Size appears to matter when it comes to attracting a potential mate, findings of a new study published in the journal Science Advances have revealed.
Study researcher Ikki Matsuda, from Chubu University in Japan and colleagues found that having a big nose offers advantage to male proboscis monkeys in Malaysia. Males with the biggest noses in this species tend to have the most number of females in their harems
Researchers also looked at the correlation between facial features, body mass, and testicular volume and found that an enlarged nose affected the vocalization of the male proboscis monkeys, which helps females to seek out their mating calls.
Evidence likewise suggests that males with noses that go over and even below their mouths in some cases tend to be the most dominant in their group and have larger testes.
"This suggests that nose enlargement is a reliable predictor of social dominance and high sperm count," Matsuda said.
The large nose of male proboscis monkeys makes them more attractive to the females of the species, but different animals appear to have varying preferences when it comes to choosing a potential mate. Here are some traits that play a role in animal courtship and mating.
Flamingos with more colorful feathers tend to be more attractive. In a 2010 study, researchers studied the seasonal variation of the bird's plumage with relations to courtship activity. They found that the feathers of flamingos were more colorful during times when the birds were displaying for mates.

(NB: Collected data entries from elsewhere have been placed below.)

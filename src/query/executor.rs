//! Query execution engine
//!
//! Pulls record batches from a [`BatchSource`] and evaluates a [`QueryPlan`]:
//! - aggregates: one [`AggregateState`] per item per batch, merged into the
//!   final row
//! - scalar projections: one output batch per input batch, concatenated in
//!   input order
//!
//! Sequential execution streams batch by batch and merges left to right, so
//! results are bitwise reproducible. Parallel execution (rayon) drains the
//! source first, then evaluates batches on the pool and merges partial states
//! as a tree; the average then only agrees up to floating-point rounding.

use super::{AggregateFunction, AggregateItem, AggregateState, FunctionCatalog, Projection, ProjectionItem, QueryPlan};
use crate::query::expr::as_f64;
use crate::storage::BatchSource;
use crate::{Error, Result};
use arrow::array::{ArrayRef, Float64Array, Int64Array, RecordBatch};
use arrow::compute;
use arrow::datatypes::{DataType, Field, Schema, SchemaRef};
use std::sync::Arc;
use std::time::Instant;

/// Query executor for parsed SQL queries
pub struct QueryExecutor<'a> {
    catalog: &'a FunctionCatalog,
    parallel: bool,
}

impl<'a> QueryExecutor<'a> {
    /// Create a sequential executor resolving functions in `catalog`
    #[must_use]
    pub const fn new(catalog: &'a FunctionCatalog) -> Self {
        Self {
            catalog,
            parallel: false,
        }
    }

    /// Evaluate batches on the rayon pool (no effect without the `rayon` feature)
    #[must_use]
    pub const fn with_parallel(mut self, parallel: bool) -> Self {
        self.parallel = parallel;
        self
    }

    /// Execute a query plan against a batch source
    ///
    /// Function names and arities are checked before the first batch is read.
    ///
    /// # Returns
    /// One row for aggregate queries, one row per input row otherwise
    ///
    /// # Errors
    /// Returns error if:
    /// - a function is unknown or called with the wrong arity
    /// - a column is missing or not `Float64`
    /// - the source or a function fails
    ///
    /// # Example
    /// ```rust
    /// use haversine_udf::query::{FunctionCatalog, QueryEngine, QueryExecutor};
    /// use haversine_udf::storage::StorageEngine;
    ///
    /// # fn main() -> Result<(), Box<dyn std::error::Error>> {
    /// let storage = StorageEngine::from_columns(
    ///     vec![0.0, 2.0], vec![0.0, 0.0], vec![1.0, 4.0], vec![0.0, 0.0],
    /// )?;
    /// let catalog = FunctionCatalog::with_builtins();
    /// let plan = QueryEngine::new().parse("SELECT AVG(x1 - x0) AS d FROM points")?;
    /// let result = QueryExecutor::new(&catalog).execute(&plan, &mut storage.morsels())?;
    /// assert_eq!(result.num_rows(), 1);
    /// # Ok(())
    /// # }
    /// ```
    pub fn execute(&self, plan: &QueryPlan, source: &mut dyn BatchSource) -> Result<RecordBatch> {
        plan.validate(self.catalog)?;
        let started = Instant::now();

        let result = match &plan.projection {
            Projection::Aggregates(items) => self.execute_aggregates(items, source)?,
            Projection::Scalars(items) => self.execute_projection(items, source)?,
        };

        tracing::debug!(
            table = %plan.table,
            parallel = self.parallel,
            output_rows = result.num_rows(),
            elapsed_ms = started.elapsed().as_secs_f64() * 1000.0,
            "query executed"
        );
        Ok(result)
    }

    fn drain(source: &mut dyn BatchSource) -> Result<Vec<RecordBatch>> {
        let mut batches = Vec::new();
        while let Some(batch) = source.next_batch()? {
            batches.push(batch);
        }
        Ok(batches)
    }

    fn use_pool(&self) -> bool {
        if self.parallel && !cfg!(feature = "rayon") {
            tracing::debug!("parallel execution requested without rayon, running sequentially");
        }
        self.parallel && cfg!(feature = "rayon")
    }

    /// Partial states of every aggregate over one batch
    fn partial_states(&self, items: &[AggregateItem], batch: &RecordBatch) -> Result<Vec<AggregateState>> {
        items
            .iter()
            .map(|item| {
                let mut state = AggregateState::new();
                match &item.arg {
                    None => state.update_rows(batch.num_rows()),
                    Some(expr) => {
                        let values = expr.evaluate(batch, self.catalog)?;
                        state.update(as_f64(&values, &item.name)?);
                    }
                }
                Ok(state)
            })
            .collect()
    }

    fn merge_states(left: Vec<AggregateState>, right: Vec<AggregateState>) -> Vec<AggregateState> {
        left.into_iter().zip(right).map(|(l, r)| l.merge(r)).collect()
    }

    fn execute_aggregates(&self, items: &[AggregateItem], source: &mut dyn BatchSource) -> Result<RecordBatch> {
        let identity = vec![AggregateState::new(); items.len()];

        let states = if self.use_pool() {
            let batches = Self::drain(source)?;
            self.parallel_states(items, &batches, identity)?
        } else {
            let mut states = identity;
            while let Some(batch) = source.next_batch()? {
                states = Self::merge_states(states, self.partial_states(items, &batch)?);
            }
            states
        };

        Self::finish_aggregates(items, &states)
    }

    #[cfg(feature = "rayon")]
    fn parallel_states(
        &self,
        items: &[AggregateItem],
        batches: &[RecordBatch],
        identity: Vec<AggregateState>,
    ) -> Result<Vec<AggregateState>> {
        use rayon::prelude::*;

        batches
            .par_iter()
            .map(|batch| self.partial_states(items, batch))
            .try_reduce(|| identity.clone(), |l, r| Ok(Self::merge_states(l, r)))
    }

    #[cfg(not(feature = "rayon"))]
    fn parallel_states(
        &self,
        items: &[AggregateItem],
        batches: &[RecordBatch],
        identity: Vec<AggregateState>,
    ) -> Result<Vec<AggregateState>> {
        batches.iter().try_fold(identity, |states, batch| {
            Ok(Self::merge_states(states, self.partial_states(items, batch)?))
        })
    }

    fn finish_aggregates(items: &[AggregateItem], states: &[AggregateState]) -> Result<RecordBatch> {
        let mut fields = Vec::with_capacity(items.len());
        let mut columns: Vec<ArrayRef> = Vec::with_capacity(items.len());

        for (item, state) in items.iter().zip(states) {
            match item.function {
                AggregateFunction::Avg => {
                    fields.push(Field::new(&item.name, DataType::Float64, false));
                    columns.push(Arc::new(Float64Array::from(vec![state.mean()])));
                }
                AggregateFunction::Sum => {
                    // SQL: SUM over zero values is NULL
                    let sum = (state.count > 0).then_some(state.sum);
                    fields.push(Field::new(&item.name, DataType::Float64, true));
                    columns.push(Arc::new(Float64Array::from(vec![sum])));
                }
                AggregateFunction::Count => {
                    let count = i64::try_from(state.count).map_err(|_| {
                        Error::Other(format!("COUNT overflow: {}", state.count))
                    })?;
                    fields.push(Field::new(&item.name, DataType::Int64, false));
                    columns.push(Arc::new(Int64Array::from(vec![count])));
                }
            }
        }

        RecordBatch::try_new(Arc::new(Schema::new(fields)), columns)
            .map_err(|e| Error::StorageError(format!("Failed to create result batch: {e}")))
    }

    fn projection_schema(items: &[ProjectionItem]) -> SchemaRef {
        Arc::new(Schema::new(
            items
                .iter()
                .map(|item| Field::new(&item.name, DataType::Float64, true))
                .collect::<Vec<_>>(),
        ))
    }

    fn project(&self, items: &[ProjectionItem], schema: &SchemaRef, batch: &RecordBatch) -> Result<RecordBatch> {
        let columns = items
            .iter()
            .map(|item| item.expr.evaluate(batch, self.catalog))
            .collect::<Result<Vec<_>>>()?;
        RecordBatch::try_new(Arc::clone(schema), columns)
            .map_err(|e| Error::StorageError(format!("Failed to project columns: {e}")))
    }

    fn execute_projection(&self, items: &[ProjectionItem], source: &mut dyn BatchSource) -> Result<RecordBatch> {
        let schema = Self::projection_schema(items);

        let outputs = if self.use_pool() {
            let batches = Self::drain(source)?;
            self.parallel_project(items, &schema, &batches)?
        } else {
            let mut outputs = Vec::new();
            while let Some(batch) = source.next_batch()? {
                outputs.push(self.project(items, &schema, &batch)?);
            }
            outputs
        };

        compute::concat_batches(&schema, &outputs)
            .map_err(|e| Error::StorageError(format!("Failed to combine batches: {e}")))
    }

    #[cfg(feature = "rayon")]
    fn parallel_project(
        &self,
        items: &[ProjectionItem],
        schema: &SchemaRef,
        batches: &[RecordBatch],
    ) -> Result<Vec<RecordBatch>> {
        use rayon::prelude::*;

        batches
            .par_iter()
            .map(|batch| self.project(items, schema, batch))
            .collect()
    }

    #[cfg(not(feature = "rayon"))]
    fn parallel_project(
        &self,
        items: &[ProjectionItem],
        schema: &SchemaRef,
        batches: &[RecordBatch],
    ) -> Result<Vec<RecordBatch>> {
        batches
            .iter()
            .map(|batch| self.project(items, schema, batch))
            .collect()
    }
}

#[cfg(test)]
mod tests {
    use super::*;
    use crate::query::QueryEngine;
    use crate::storage::StorageEngine;
    use arrow::array::Array;

    #[allow(clippy::cast_precision_loss)]
    fn storage(n: usize) -> StorageEngine {
        StorageEngine::from_columns(
            (0..n).map(|i| i as f64).collect(),
            (0..n).map(|i| (i % 7) as f64).collect(),
            (0..n).map(|i| (i * 2) as f64).collect(),
            vec![1.0; n],
        )
        .unwrap()
    }

    fn run(sql: &str, storage: &StorageEngine, morsel: usize, parallel: bool) -> Result<RecordBatch> {
        let catalog = FunctionCatalog::with_builtins();
        let plan = QueryEngine::new().parse(sql)?;
        QueryExecutor::new(&catalog)
            .with_parallel(parallel)
            .execute(&plan, &mut storage.morsels_with_rows(morsel))
    }

    fn f64_at(batch: &RecordBatch, col: usize) -> f64 {
        batch
            .column(col)
            .as_any()
            .downcast_ref::<Float64Array>()
            .unwrap()
            .value(0)
    }

    struct Untouchable;

    impl BatchSource for Untouchable {
        fn next_batch(&mut self) -> Result<Option<RecordBatch>> {
            panic!("source must not be read");
        }
    }

    #[test]
    fn test_avg_sum_count_across_morsels() {
        let data = storage(1000);
        let sql = "SELECT AVG(x0) AS a, SUM(x1) AS s, COUNT(*) AS n, COUNT(y0) AS c FROM points";
        let result = run(sql, &data, 64, false).unwrap();

        assert_eq!(f64_at(&result, 0), 499.5);
        assert_eq!(f64_at(&result, 1), 2.0 * 499_500.0);
        let n = result.column(2).as_any().downcast_ref::<Int64Array>().unwrap();
        assert_eq!(n.value(0), 1000);
        let c = result.column(3).as_any().downcast_ref::<Int64Array>().unwrap();
        assert_eq!(c.value(0), 1000);
    }

    #[test]
    fn test_morsel_size_does_not_change_result() {
        let data = storage(3000);
        let sql = "SELECT AVG(SQRT(x0 * x0 + x1)) AS a FROM points";
        let whole = f64_at(&run(sql, &data, 3000, false).unwrap(), 0);
        for morsel in [1, 7, 512] {
            let split = f64_at(&run(sql, &data, morsel, false).unwrap(), 0);
            assert!((whole - split).abs() <= 1e-9 * whole.abs());
        }
    }

    #[test]
    fn test_parallel_matches_sequential() {
        let data = storage(10_000);
        let sql = "SELECT AVG(SIN(x0) + COS(y1)) AS a FROM points";
        let seq = f64_at(&run(sql, &data, 333, false).unwrap(), 0);
        let par = f64_at(&run(sql, &data, 333, true).unwrap(), 0);
        assert!((seq - par).abs() <= 1e-12);
    }

    #[test]
    fn test_empty_relation() {
        let data = StorageEngine::new(vec![]);
        let result = run("SELECT AVG(x0) AS a, SUM(x0) AS s, COUNT(*) AS n FROM points", &data, 8, false)
            .unwrap();
        assert!(f64_at(&result, 0).is_nan());
        assert!(result.column(1).is_null(0));
        let n = result.column(2).as_any().downcast_ref::<Int64Array>().unwrap();
        assert_eq!(n.value(0), 0);
    }

    #[test]
    fn test_aggregates_skip_nulls() {
        let batch = RecordBatch::try_new(
            crate::storage::points_schema(),
            vec![
                Arc::new(Float64Array::from(vec![Some(2.0), None, Some(4.0)])),
                Arc::new(Float64Array::from(vec![0.0, 0.0, 0.0])),
                Arc::new(Float64Array::from(vec![0.0, 0.0, 0.0])),
                Arc::new(Float64Array::from(vec![0.0, 0.0, 0.0])),
            ],
        )
        .unwrap();
        let data = StorageEngine::new(vec![batch]);
        let result = run("SELECT AVG(x0 + y0) AS a, COUNT(x0) AS c FROM points", &data, 2, false).unwrap();
        assert_eq!(f64_at(&result, 0), 3.0);
        let c = result.column(1).as_any().downcast_ref::<Int64Array>().unwrap();
        assert_eq!(c.value(0), 2);
    }

    #[test]
    fn test_projection_preserves_order() {
        let data = storage(100);
        for parallel in [false, true] {
            let result = run("SELECT x1 - x0 AS d FROM points", &data, 9, parallel).unwrap();
            assert_eq!(result.num_rows(), 100);
            let d = result.column(0).as_any().downcast_ref::<Float64Array>().unwrap();
            for i in 0..100 {
                #[allow(clippy::cast_precision_loss)]
                let expected = i as f64;
                assert_eq!(d.value(i), expected);
            }
        }
    }

    #[test]
    fn test_projection_of_empty_relation() {
        let data = StorageEngine::new(vec![]);
        let result = run("SELECT x0 AS a FROM points", &data, 8, false).unwrap();
        assert_eq!(result.num_rows(), 0);
        assert_eq!(result.schema().field(0).name(), "a");
    }

    #[test]
    fn test_unknown_function_fails_before_reading() {
        let catalog = FunctionCatalog::with_builtins();
        let plan = QueryEngine::new()
            .parse("SELECT AVG(haversine_dist(x0, y0, x1, y1)) FROM points")
            .unwrap();
        let err = QueryExecutor::new(&catalog)
            .execute(&plan, &mut Untouchable)
            .unwrap_err();
        assert!(err.to_string().contains("haversine_dist"));
    }

    #[test]
    fn test_non_float_column_rejected() {
        let schema = Arc::new(Schema::new(vec![Field::new("x0", DataType::Int64, false)]));
        let batch = RecordBatch::try_new(schema, vec![Arc::new(Int64Array::from(vec![1]))]).unwrap();
        let data = StorageEngine::new(vec![batch]);
        let err = run("SELECT AVG(x0) FROM points", &data, 8, false).unwrap_err();
        assert!(matches!(err, Error::InvalidInput(_)));
    }
}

These faded during the rest of the year, and the fading occurs shortly after the birds began to breed.
What is more interesting about the study is that researchers found that the birds apply "makeup" so they look more attractive to potential mates during breeding season. The birds daub oil produced by their glands near the tail onto their feathers. Researchers suspect that one of the reasons the birds do this is for coloration.
Beavers produce a fluid known as castoreum that attracts potential mates. Beavers do not see or hear very well, but they have a great sense of smell. Castoreum also carries information about the animal's health and allows beavers to distinguish family members from outsiders.
Size also matters for some reptiles. For saddleback tortoises in the Galapagos, competition for cactus trees and mates involves neck-stretching competitions and sometimes biting. Longer-necked tortoises tend to come out victorious.